The Paradoxical Perversities of Postcolonial Ideology

A protester holds a ‘Woke and proud’ placard during the

This ideology is incompatible with the flourishing of the West.

Editors’ Note

This is the third and final installment in a series that examines the destructive consequences wrought by postcolonialism. Please click the following links to read the first and second entries.

Postcolonialism, as we have already made abundantly clear, has nothing to do with a disinterested inquiry into the truth, or even a fair-minded evaluation of the strengths and weaknesses of the West’s dynamic, but imperfect, civilization. Rather it is an ideological current that delights in denying any moral legitimacy to the most self-critical civilization in human history, an approach where history is weaponized and distorted beyond all recognition. As the French political philosopher Pierre Manent has suggested, if apolitical humanitarianism is a perversion of charity, wokeness, which animates postcolonialism, perverts the Christian call to repentance. In a world without original sin, some are ontologically guilty and beyond redemption, and others, those deigned victims, are shorn of moral agency and remain forever “innocent” as if in some idyllic prelapsarian state. At the center of this perverse parody of old Christian truths and virtues is the pathological self-loathing which we began to analyze in the first two contributions to this series.

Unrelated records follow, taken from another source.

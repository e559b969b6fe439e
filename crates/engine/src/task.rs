use std::sync::Arc;

use anyhow::Context;
use async_trait::async_trait;
use sr_client::{ChannelCommandSink, ChannelCommandSource, Task};
use tokio::select;
use tokio_util::sync::CancellationToken;
use tracing::{debug, info};

use crate::{
    command::{EngineRequest, EngineResponse},
    status::StatusReporter,
    store::ConfigStore,
    supervisor::ProcessSupervisor,
};

/// Serializes control requests for the engine. Status queries do not go
/// through this task; use [`EngineTask::status`] for those.
pub struct EngineTask {
    supervisor: Arc<ProcessSupervisor>,
    store: Arc<dyn ConfigStore>,
    cmd_tx: ChannelCommandSink<EngineRequest, EngineResponse>,
    cmd_rx: ChannelCommandSource<EngineRequest, EngineResponse>,
}

pub fn create_task(
    supervisor: Arc<ProcessSupervisor>,
    store: Arc<dyn ConfigStore>,
) -> anyhow::Result<EngineTask> {
    let (cmd_tx, cmd_rx) = flume::bounded(256);

    Ok(EngineTask {
        supervisor,
        store,
        cmd_tx,
        cmd_rx,
    })
}

impl EngineTask {
    pub fn cmd(&self) -> ChannelCommandSink<EngineRequest, EngineResponse> {
        self.cmd_tx.clone()
    }

    pub fn status(&self) -> StatusReporter {
        StatusReporter::new(self.supervisor.clone(), self.store.clone())
    }
}

#[async_trait]
impl Task for EngineTask {
    fn name(&self) -> &'static str {
        "engine"
    }

    async fn run(self: Box<Self>, cancel: CancellationToken) -> anyhow::Result<()> {
        let Self {
            supervisor,
            store,
            cmd_rx,
            ..
        } = *self;

        loop {
            select! {
                _ = cancel.cancelled() => {
                    break;
                }
                cmd = cmd_rx.recv_async() => {
                    let (cmd, ret_tx) = match cmd {
                        Ok(cmd) => cmd,
                        Err(_) => break,
                    };

                    debug!("engine request: {:?}", cmd);
                    let result = exec(&supervisor, store.as_ref(), cmd).await;
                    let _ = ret_tx.send(result);
                }
            }
        }

        info!("shutting down engine");
        supervisor.stop().await;

        Ok(())
    }
}

async fn exec(
    supervisor: &ProcessSupervisor,
    store: &dyn ConfigStore,
    cmd: EngineRequest,
) -> anyhow::Result<EngineResponse> {
    match cmd {
        EngineRequest::Start => {
            let config = store.load();
            let process = supervisor
                .start(&config)
                .await
                .context("failed to start engine")?;

            Ok(EngineResponse::Started { process })
        }
        EngineRequest::Stop => Ok(EngineResponse::Stopped {
            outcome: supervisor.stop().await,
        }),
        EngineRequest::Reload { patch } => {
            let config = store
                .load()
                .merged(&patch)
                .context("invalid configuration update")?;

            store.save(&config).context("failed to save configuration")?;
            info!("configuration updated, restarting engine");

            let process = supervisor
                .start(&config)
                .await
                .context("failed to restart engine")?;

            Ok(EngineResponse::Reloaded { config, process })
        }
    }
}

#[cfg(test)]
mod tests {
    use std::{path::PathBuf, time::Duration};

    use serde_json::json;
    use sr_client::CommandSink;

    use super::*;
    use crate::{
        store::MemoryConfigStore,
        supervisor::{StopOutcome, SupervisorOptions},
    };

    const POLITE: &str = "trap 'exit 0' INT; while true; do sleep 0.05; done";

    fn supervisor(program: &str) -> Arc<ProcessSupervisor> {
        Arc::new(ProcessSupervisor::new(SupervisorOptions {
            program: PathBuf::from(program),
            program_args: vec!["-c".to_owned(), POLITE.to_owned(), "engine".to_owned()],
            stop_timeout: Duration::from_secs(5),
        }))
    }

    fn spawn_task(
        supervisor: Arc<ProcessSupervisor>,
        store: Arc<MemoryConfigStore>,
    ) -> (
        ChannelCommandSink<EngineRequest, EngineResponse>,
        StatusReporter,
        CancellationToken,
        tokio::task::JoinHandle<anyhow::Result<()>>,
    ) {
        let task = create_task(supervisor, store).unwrap();
        let cmd_tx = task.cmd();
        let status = task.status();
        let cancel = CancellationToken::new();
        let join = tokio::spawn(Box::new(task).run(cancel.clone()));

        (cmd_tx, status, cancel, join)
    }

    #[tokio::test]
    async fn reload_saves_then_restarts() {
        let store = Arc::new(MemoryConfigStore::default());
        let (cmd_tx, status, cancel, join) = spawn_task(supervisor("/bin/sh"), store.clone());

        let first = match cmd_tx.command(EngineRequest::Start).await.unwrap() {
            EngineResponse::Started { process } => process,
            other => panic!("unexpected response {other:?}"),
        };

        let patch = json!({ "dji_stream_key": "drone-7" });
        let response = cmd_tx
            .command(EngineRequest::Reload {
                patch: patch.as_object().unwrap().clone(),
            })
            .await
            .unwrap();

        let second = match response {
            EngineResponse::Reloaded { config, process } => {
                assert_eq!(config.dji_stream_key, "drone-7");
                process
            }
            other => panic!("unexpected response {other:?}"),
        };

        assert_eq!(store.load().dji_stream_key, "drone-7");
        assert!(second
            .argv
            .iter()
            .any(|arg| arg == "rtmp://nginx-rtmp:1935/live/drone-7"));
        assert_eq!(second.generation, first.generation + 1);

        let report = status.report();
        assert!(report.running);
        assert_eq!(report.pid, Some(second.pid));

        cancel.cancel();
        join.await.unwrap().unwrap();
        assert!(!status.report().running);
    }

    #[tokio::test]
    async fn invalid_patch_is_rejected_and_not_saved() {
        let store = Arc::new(MemoryConfigStore::default());
        let (cmd_tx, _, cancel, join) = spawn_task(supervisor("/bin/sh"), store.clone());

        let patch = json!({ "disable_usb_audio": "maybe" });
        let result = cmd_tx
            .command(EngineRequest::Reload {
                patch: patch.as_object().unwrap().clone(),
            })
            .await;

        assert!(result.is_err());
        assert!(!store.load().disable_usb_audio);

        cancel.cancel();
        join.await.unwrap().unwrap();
    }

    #[tokio::test]
    async fn spawn_failure_is_reported_and_task_survives() {
        let store = Arc::new(MemoryConfigStore::default());
        let (cmd_tx, status, cancel, join) =
            spawn_task(supervisor("/nonexistent/engine"), store);

        assert!(cmd_tx.command(EngineRequest::Start).await.is_err());
        assert!(!status.report().running);

        match cmd_tx.command(EngineRequest::Stop).await.unwrap() {
            EngineResponse::Stopped { outcome } => {
                assert_eq!(outcome, StopOutcome::AlreadyStopped)
            }
            other => panic!("unexpected response {other:?}"),
        }

        cancel.cancel();
        join.await.unwrap().unwrap();
    }
}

A most welcome intellectual antidote to this ideologization of historical inquiry, guilt, and judgment can be found in a recent and widely discussed book by the English theologian and ethicist Nigel Biggar entitled Colonialism: A Moral Reckoning, published by William Collins in 2023. Bloomsbury, his original publisher, refused to publish the book after an academic/activist mob descended on it. Without reviewing the book per se, I will highlight some of its principal insights while providing illustrations and insights of my own.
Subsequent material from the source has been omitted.